And often enough there is more than one party involved in what happened.  These parties are not known until the engineering investigation is complete.  I’ve seen the wrong party named in cases that were filed months, sometimes years before I was retained to investigate an incident.

Some examples of personal injury cases:

  • I used a piece of pork belly – a pig’s belly skin, to investigate one slip and fall accident,
  • also showered and walked across an accident site dripping water from my bathing suit to learn where water on a floor came from,
  • investigated soap detergent on a stair landing at a retail outlet,
  • carried out full scale field tests in a fatal motor vehicle accident,
  • planned full scale tests using a Hollywood-style stunt man in a fatal step ladder accident,
  • researched how a building “breaths” in one toxic fumes emission case and
  • how fuel oil weathers in the ground in another, and,
  • used binoculars to establish the cause of a man’s head injury from falling ice.
  • a colleague investigated a trip and fall accident where the injured party was half-running backwards

Cases like these don’t get resolved until the technical issues are identified and investigated.  One of the above cases went on for 11 years then settled in 4 months after I completed my engineering investigation and established cause.  Many months to a few years is normal.  For sure, some of the delay is due to short comings and backlog in the justice system but not all.

I’ve seen similar situations in cases involving structural deficiencies and engineering failures and collapse in the built and natural environments as distinct from personal injury accidents.

Until the technical issues are identified and investigated thoroughly, technical causation established and the involved parties identified, the doctor’s view of medical causation might suffer for lack of some technical data.

And the practicing plaintiff lawyer won’t know who to sue, confidently and reliably – he could well be out on a limb.  To borrow and modify a comment in the description of the conference topics, “Don’t let (missing data on technical) causation sink your case”.

A three-part topic on causation is needed at the conference in St.

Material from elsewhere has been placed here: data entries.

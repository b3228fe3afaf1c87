//! Account and relation payloads

use serde::{Deserialize, Serialize};

/// Basic profile of the logged-in account
#[derive(Debug, Clone, Default, PartialEq, Eq, Serialize, Deserialize)]
#[serde(default)]
pub struct Account {
    pub mid: i64,
    pub uname: String,
    pub userid: String,
    pub sign: String,
    /// `YYYY-MM-DD`
    pub birthday: String,
    pub sex: String,
    /// True while no nickname has been chosen
    pub nick_free: bool,
    pub rank: String,
}

/// Navigation bar info, which holds most of the user's state
#[derive(Debug, Clone, Default, Serialize, Deserialize)]
#[serde(default)]
pub struct NavInfo {
    #[serde(rename = "isLogin")]
    pub is_login: bool,
    pub email_verified: i32,
    pub face: String,
    pub level_info: Option<NavInfoLevel>,
    pub mid: i64,
    pub mobile_verified: i32,
    /// Coins owned
    pub money: f64,
    pub moral: i32,
    pub uname: String,
    /// Membership expiry, Unix milliseconds
    #[serde(rename = "vipDueDate")]
    pub vip_due_date: i64,
    #[serde(rename = "vipStatus")]
    pub vip_status: i32,
    #[serde(rename = "vipType")]
    pub vip_type: i32,
    pub vip_pay_type: i32,
    pub vip_label: Option<VipLabel>,
    pub vip_nickname_color: String,
    pub wallet: Option<NavInfoWallet>,
    pub has_shop: bool,
    pub shop_url: String,
}

#[derive(Debug, Clone, Default, PartialEq, Eq, Serialize, Deserialize)]
#[serde(default)]
pub struct NavInfoLevel {
    pub current_level: i32,
    pub current_min: i64,
    pub current_exp: i64,
    /// `"--"` at the top level, so kept untyped
    pub next_exp: serde_json::Value,
}

#[derive(Debug, Clone, Default, PartialEq, Serialize, Deserialize)]
#[serde(default)]
pub struct NavInfoWallet {
    pub mid: i64,
    pub bcoin_balance: f64,
    pub coupon_balance: f64,
    pub coupon_due_time: i64,
}

#[derive(Debug, Clone, Default, PartialEq, Eq, Serialize, Deserialize)]
#[serde(default)]
pub struct VipLabel {
    pub path: String,
    pub text: String,
    /// `vip`, `annual_vip`, `ten_annual_vip` ...
    pub label_theme: String,
}

#[derive(Debug, Clone, Copy, Default, PartialEq, Eq, Serialize, Deserialize)]
#[serde(default)]
pub struct NavStat {
    pub following: i64,
    pub follower: i64,
    pub dynamic_count: i64,
}

#[derive(Debug, Clone, Copy, Default, PartialEq, Eq, Serialize, Deserialize)]
#[serde(default)]
pub struct VipStat {
    pub mid: i64,
    /// 0 none, 1 monthly, 2 yearly
    pub vip_type: i32,
    pub vip_status: i32,
    /// Unix milliseconds
    pub vip_due_date: i64,
    pub vip_pay_type: i32,
    pub theme_type: i32,
}

/// Completion of the daily experience tasks
#[derive(Debug, Clone, Copy, Default, PartialEq, Eq, Serialize, Deserialize)]
#[serde(default)]
pub struct ExpRewardStat {
    pub login: bool,
    pub watch: bool,
    /// Experience earned from coins today, capped at 50
    pub coins: i32,
    pub share: bool,
    pub email: bool,
    pub tel: bool,
    pub safe_question: bool,
    pub identify_card: bool,
}

#[derive(Debug, Clone, Copy, Default, PartialEq, Eq, Serialize, Deserialize)]
#[serde(default)]
pub struct RelationStat {
    pub mid: i64,
    pub following: i64,
    /// Only visible to the owner
    pub whisper: i64,
    /// Only visible to the owner
    pub black: i64,
    pub follower: i64,
}

#[derive(Debug, Clone, Default, Serialize, Deserialize)]
#[serde(default)]
pub struct FollowingsDetail {
    pub re_version: i64,
    pub total: i64,
    pub list: Vec<FollowingsItem>,
}

#[derive(Debug, Clone, Default, Serialize, Deserialize)]
#[serde(default)]
pub struct FollowingsItem {
    pub mid: i64,
    pub attribute: i32,
    /// Follow time, Unix seconds
    pub mtime: i64,
    pub tag: Option<Vec<i64>>,
    pub special: i32,
    pub uname: String,
    pub face: String,
    pub sign: String,
    pub official_verify: Option<OfficialVerify>,
}

#[derive(Debug, Clone, Default, PartialEq, Eq, Serialize, Deserialize)]
#[serde(default)]
pub struct OfficialVerify {
    #[serde(rename = "type")]
    pub kind: i32,
    pub desc: String,
}

#[cfg(test)]
mod tests {
    use super::*;

    #[test]
    fn test_account_deserialize() {
        let account: Account = serde_json::from_str(
            r#"{"mid":12345,"uname":"bili","userid":"bili_12345","sign":"","birthday":"2000-01-01","sex":"保密","nick_free":false,"rank":"正式会员"}"#,
        )
        .unwrap();
        assert_eq!(account.mid, 12345);
        assert_eq!(account.uname, "bili");
        assert_eq!(account.sex, "保密");
    }

    #[test]
    fn test_nav_info_tolerates_missing_fields() {
        let nav: NavInfo = serde_json::from_str(
            r#"{"isLogin":true,"mid":7,"uname":"x","vipStatus":1,"level_info":{"current_level":6,"current_min":28800,"current_exp":30000,"next_exp":"--"}}"#,
        )
        .unwrap();
        assert!(nav.is_login);
        assert_eq!(nav.vip_status, 1);
        let level = nav.level_info.unwrap();
        assert_eq!(level.current_level, 6);
        assert_eq!(level.next_exp, "--");
        assert!(nav.wallet.is_none());
    }

    #[test]
    fn test_followings_detail() {
        let detail: FollowingsDetail = serde_json::from_str(
            r#"{"re_version":0,"total":1,"list":[{"mid":2,"uname":"碧诗","official_verify":{"type":0,"desc":"bilibili创始人"}}]}"#,
        )
        .unwrap();
        assert_eq!(detail.total, 1);
        assert_eq!(detail.list[0].mid, 2);
        assert_eq!(detail.list[0].official_verify.as_ref().unwrap().desc, "bilibili创始人");
    }
}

John’s in June – medical, legal and technical – if the APTLA membership and their plaintiffs are to be even better served.

References

  1. Sebald, Jens, Phd, System Oriented Concept for Testing and Assessment of the Slip Resistance of Safety, Protective and Occupational Footwear, Pro Business Gmbh, Berlin, 2009
  2. Di Pilla Steven, Slip, Trip, and Fall Prevention, a Practical Handbook, 2nd ed., CRC Press, New York, 2010
  3. Wikipedia, April 12, 2016

 

 

 

Thinking about the cause of “wavey”, sagging floors in a building and how Counsel benefits

I recently mentioned how you can think – hypothesize, about the cause of a failure or accident based on very little evidence, then modify your thoughts as more comes in. (Ref. 1)  This is the nature and technique of forensic engineering investigation.  Some of the evidence can be as brief as a chance remark years ago, as happened to me.  Following is another example of this process.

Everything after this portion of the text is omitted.